The Price of a Glitched Victory
Kaelen slammed the maintenance bay hatch shut, the iron clang echoing through the hollowed-out hull of the Scrap-Rat. Red digits burned across his cracked visor: 00:58:47. The air in the bay tasted of ionized ozone and the bitter, metallic tang of a cooling reactor. His mech, a jury-rigged pile of salvaged plating and exposed cabling, groaned as the overhead rig lowered it into the cradle. Its left leg actuator sparked, a dying star of blue light against the gloom.
He pulled up the public ladder feed. His ID, previously buried at 4,092, now sat at 3,115. A jump of nearly a thousand ranks in a single rotation. It was a visible, measurable anomaly—a death sentence for anyone without the credits to buy silence.
He shoved the diagnostic cable into the mech’s port. His credit balance, a pathetic string of numbers, flickered on the HUD. He authorized a coolant flush and a structural reinforcement. Metal shrieked as fresh, scavenged plates locked into place. The mech straightened, its hydraulics hissing with newfound pressure. One gain secured. One step closer to the debt-ceiling.
Then the system pinged, a cold, invasive vibration against his skull. Sync required to finalize Tier-1 stabilization. Offer one memory fragment. Accept?
Kaelen froze. The interface didn’t ask; it reached into his subconscious, pulling a file to the surface. A flicker of his squad laughing around a ration fire—Ryn’s crooked grin, the specific, melodic cadence of Mira’s voice before the silence of the wipeout. The memory pulsed, a jagged piece of his soul ready to be stripped. He stared at the prompt. If he refused, the repair would fail, the mech would seize, and the debt-clock would reset to zero—permanently. He tapped Accept. The memory vanished, leaving a hollow, echoing ache in his chest, but his stats surged. The mech’s HUD sharpened, locking onto targets with terrifying, cold efficiency.
*
High above the scrap-heaps, in the sterile silence of the Observation Deck, Director Vane watched the global ladder. The amber glow of the display reflected in his pupils, unblinking.

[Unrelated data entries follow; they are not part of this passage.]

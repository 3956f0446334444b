//! Extraction confidence: populated-field fraction scaled by how the
//! record was produced. Always in [0, 1].

use beanscan_core::{extraction::FIELD_COUNT, CoffeeExtraction, ProcessingMethod};

/// Scale factor per processing method.
fn method_factor(method: ProcessingMethod) -> f32 {
    match method {
        ProcessingMethod::VisionLlm => 1.0,
        ProcessingMethod::RegexFallback => 0.6,
        ProcessingMethod::Failed => 0.0,
    }
}

/// Score an extraction.
pub fn score(extraction: &CoffeeExtraction, method: ProcessingMethod) -> f32 {
    let coverage = extraction.populated_field_count() as f32 / FIELD_COUNT as f32;
    (coverage * method_factor(method)).clamp(0.0, 1.0)
}
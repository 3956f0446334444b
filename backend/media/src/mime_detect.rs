//! MIME type detection for uploaded bag photos.

/// Detect MIME type by file extension.
pub fn detect_mime_type(filename: &str) -> &'static str {
    let ext = filename
        .rsplit('.')
        .next()
        .unwrap_or("")
        .to_lowercase();

    match ext.as_str() {
        "jpg" | "jpeg" => "image/jpeg",
        "png"          => "image/png",
        "gif"          => "image/gif",
        "webp"         => "image/webp",
        "heic" | "heif" => "image/heic",
        "bmp"          => "image/bmp",
        "tiff" | "tif" => "image/tiff",
        _              => "application/octet-stream",
    }
}

/// Sniff MIME type from magic bytes. Phone cameras lie about extensions
/// often enough that the bytes are the authority.
pub fn sniff_mime(data: &[u8]) -> Option<&'static str> {
    if data.starts_with(&[0xFF, 0xD8, 0xFF]) {
        return Some("image/jpeg");
    }
    if data.starts_with(&[0x89, b'P', b'N', b'G', 0x0D, 0x0A, 0x1A, 0x0A]) {
        return Some("image/png");
    }
    if data.starts_with(b"GIF87a") || data.starts_with(b"GIF89a") {
        return Some("image/gif");
    }
    if data.len() >= 12 && data.starts_with(b"RIFF") && &data[8..12] == b"WEBP" {
        return Some("image/webp");
    }
    // HEIC/HEIF: ISO BMFF `ftyp` box with an image brand. MP4 video shares
    // the container, so the brand bytes decide.
    if data.len() >= 12 && &data[4..8] == b"ftyp" {
        let brand: [u8; 4] = data[8..12].try_into().ok()?;
        if matches!(&brand, b"heic" | b"heix" | b"heif" | b"mif1" | b"msf1") {
            return Some("image/heic");
        }
    }
    None
}

/// Whether a MIME type is for an image.
pub fn is_image(mime: &str) -> bool {
    mime.starts_with("image/")
}
//! The coffee extraction record: a flat bag of optional attributes read off
//! a coffee bag label. Built once per scan and discarded.

use serde::{Deserialize, Serialize};

/// Structured metadata extracted from a coffee-bag photo.
///
/// Every field is optional; the vision model fills whatever the label shows.
#[derive(Debug, Clone, Default, PartialEq, Serialize, Deserialize)]
#[serde(rename_all = "camelCase", default)]
pub struct CoffeeExtraction {
    pub roaster: Option<String>,
    pub product_name: Option<String>,
    pub origin: Option<String>,
    pub region: Option<String>,
    pub varietal: Option<String>,
    /// Washed, natural, honey, anaerobic...
    pub processing_method: Option<String>,
    pub roast_level: Option<String>,
    #[serde(skip_serializing_if = "Vec::is_empty")]
    pub flavor_notes: Vec<String>,
    pub altitude: Option<String>,
    pub harvest_year: Option<String>,
    pub price: Option<String>,
    pub weight: Option<String>,
    #[serde(skip_serializing_if = "Vec::is_empty")]
    pub brew_recommendations: Vec<String>,
}

/// Number of attribute slots, used for confidence scoring.
pub const FIELD_COUNT: usize = 13;

impl CoffeeExtraction {
    /// The fixed record substituted when nothing could be extracted.
    pub fn unable_to_extract() -> Self {
        Self {
            product_name: Some("Unable to extract".to_string()),
            ..Default::default()
        }
    }

    /// Count of populated attribute slots.
    pub fn populated_field_count(&self) -> usize {
        let mut n = 0;
        let opts = [
            &self.roaster,
            &self.product_name,
            &self.origin,
            &self.region,
            &self.varietal,
            &self.processing_method,
            &self.roast_level,
            &self.altitude,
            &self.harvest_year,
            &self.price,
            &self.weight,
        ];
        for o in opts {
            if o.as_deref().map(|s| !s.trim().is_empty()).unwrap_or(false) {
                n += 1;
            }
        }
        if !self.flavor_notes.is_empty() {
            n += 1;
        }
        if !self.brew_recommendations.is_empty() {
            n += 1;
        }
        n
    }

    /// True when no field carries data at all.
    pub fn is_empty(&self) -> bool {
        self.populated_field_count() == 0
    }
}

#[cfg(test)]
mod tests {
    use super::*;

    #[test]
    fn default_is_empty() {
        assert!(CoffeeExtraction::default().is_empty());
    }

    #[test]
    fn counts_populated_fields() {
        let ex = CoffeeExtraction {
            roaster: Some("Heart".into()),
            origin: Some("Ethiopia".into()),
            flavor_notes: vec!["blueberry".into(), "cocoa".into()],
            ..Default::default()
        };
        assert_eq!(ex.populated_field_count(), 3);
    }

    #[test]
    fn whitespace_only_does_not_count() {
        let ex = CoffeeExtraction {
            roaster: Some("   ".into()),
            ..Default::default()
        };
        assert!(ex.is_empty());
    }

    #[test]
    fn serializes_camel_case() {
        let ex = CoffeeExtraction {
            product_name: Some("Colombia Huila".into()),
            roast_level: Some("medium".into()),
            ..Default::default()
        };
        let v = serde_json::to_value(&ex).unwrap();
        assert_eq!(v["productName"], "Colombia Huila");
        assert_eq!(v["roastLevel"], "medium");
    }

    #[test]
    fn deserializes_partial_object() {
        let ex: CoffeeExtraction =
            serde_json::from_str(r#"{"roaster": "Onyx", "flavorNotes": ["peach"]}"#).unwrap();
        assert_eq!(ex.roaster.as_deref(), Some("Onyx"));
        assert_eq!(ex.flavor_notes, vec!["peach"]);
        assert!(ex.origin.is_none());
    }
}
use std::net::SocketAddr;
use std::sync::Arc;

use anyhow::{Context, Result};
use clap::{Parser, Subcommand};
use tracing::info;

use beanscan_config::Config;
use beanscan_gateway::AppState;

#[derive(Parser)]
#[command(name = "beanscan")]
#[command(about = "BeanScan — coffee-bag scanner backend")]
#[command(version)]
struct Cli {
    #[command(subcommand)]
    command: Commands,
}

#[derive(Subcommand)]
enum Commands {
    /// Start the BeanScan API server
    Serve {
        /// Port to bind the HTTP server to
        #[arg(short, long)]
        port: Option<u16>,
    },
    /// Probe a running server's health endpoint
    Status,
}

#[tokio::main]
async fn main() -> Result<()> {
    let config = Config::from_env();
    let cli = Cli::parse();

    match cli.command {
        Commands::Serve { port } => {
            beanscan_logging::init_logger("logs", &config.log_level);
            let config = Config { port: port.unwrap_or(config.port), ..config };
            run_server(config).await?;
        }
        Commands::Status => {
            beanscan_logging::init_console_logger(&config.log_level);
            let client = reqwest::Client::new();
            match client
                .get(format!("http://localhost:{}/api/health", config.port))
                .send()
                .await
            {
                Ok(resp) => {
                    let body: serde_json::Value = resp.json().await?;
                    println!("{}", serde_json::to_string_pretty(&body)?);
                }
                Err(_) => {
                    println!("BeanScan is not running on port {}", config.port);
                }
            }
        }
    }

    Ok(())
}

async fn run_server(config: Config) -> Result<()> {
    info!(
        port = config.port,
        bind = %config.bind_address,
        config = %config.to_redacted_json(),
        "starting BeanScan backend"
    );

    let addr: SocketAddr = format!("{}:{}", config.bind_address, config.port)
        .parse()
        .context("invalid bind address")?;

    let state = Arc::new(AppState::from_config(config).await?);
    beanscan_gateway::start_server(addr, state).await
}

"Technician," Vane said, his voice a razor-sharp whisper. "Explain the spike."
"Sir, it’s a localized anomaly," the junior tech stammered, his fingers dancing over a holographic interface. "Pilot ID 88-Kaelen. He jumped from 4,092 to 3,115 in one cycle. It’s mathematically impossible given his hardware loadout."
Vane leaned closer, his expression cold as the steel beneath his boots. "Impossible? Or overlooked? The system doesn't make errors in rank calculation, only in reporting. Someone is masking a breakthrough."
"The logs show a standard salvage run, sir. No corporate sponsorship. But the energy signature at the moment of the jump... it’s erratic. It doesn't match any standard combat algorithm."
"Flag him," Vane commanded, his gaze turning to the dark, industrial labyrinth below. "Shadow-tag his signature. If he touches the next floor, I want his core wiped before he can report what he’s found."
*
Kaelen didn't hear the order, but he felt the shift in the air. As he exited the bay, a hand clamped onto his shoulder, dragging him into the shadows between two rusted docking pylons. He spun, his hand a blur, pinning Lyra against the bulkhead.
"You’re hallucinating," Kaelen hissed. "My rank is static."
Lyra didn't flinch. She tapped her wrist, projecting a live feed of Vane’s command deck. A red targeting reticle pulsed rhythmically, locked onto the unique energy signature of Kaelen’s mech. "Vane isn't just watching, Kaelen. He’s calculating your scrap value. You’re dead without my signal dampener."
Kaelen felt the weight of his mech—his only lifeline—becoming a gilded cage. He looked at the reticle, now a predatory amber. "You’re trading my autonomy for a seat at your table."
"I’m trading your life for a chance to break this cycle," she countered, sliding a decryption chip into his hand. "The next floor isn't a test. It’s a slaughterhouse."
*
The red digits on his visor burned 00:05:00. Kaelen stood on the launch pad, the scarred hull of his mech behind him. The Tower’s outer gate groaned, the floor rotation sequence locking in.
BREAKTHROUGH MISSION: Floor 2 Access – High-Lethality Zone. Objective: Reach the apex beacon before gate collapse. Penalty: Permanent route lock and debt escalation to 1,247 fuel-hours.
Memory cost for speed augmentation: 1 squad fragment. Accept?
Another piece of his team—Jorah’s last laugh, the sound of Mira’s voice—gone forever to buy seconds. He glanced at the public ladder one last time. His name sat at 3,115, a beacon for every elite hunter in the sector. The timer ticked to 00:04:47. He slammed his palm against the mech’s access port, the system draining his past to fuel his future. The gate groaned open, revealing not a path to safety, but a landscape of elite hunters waiting for the glitch to crawl into their sights.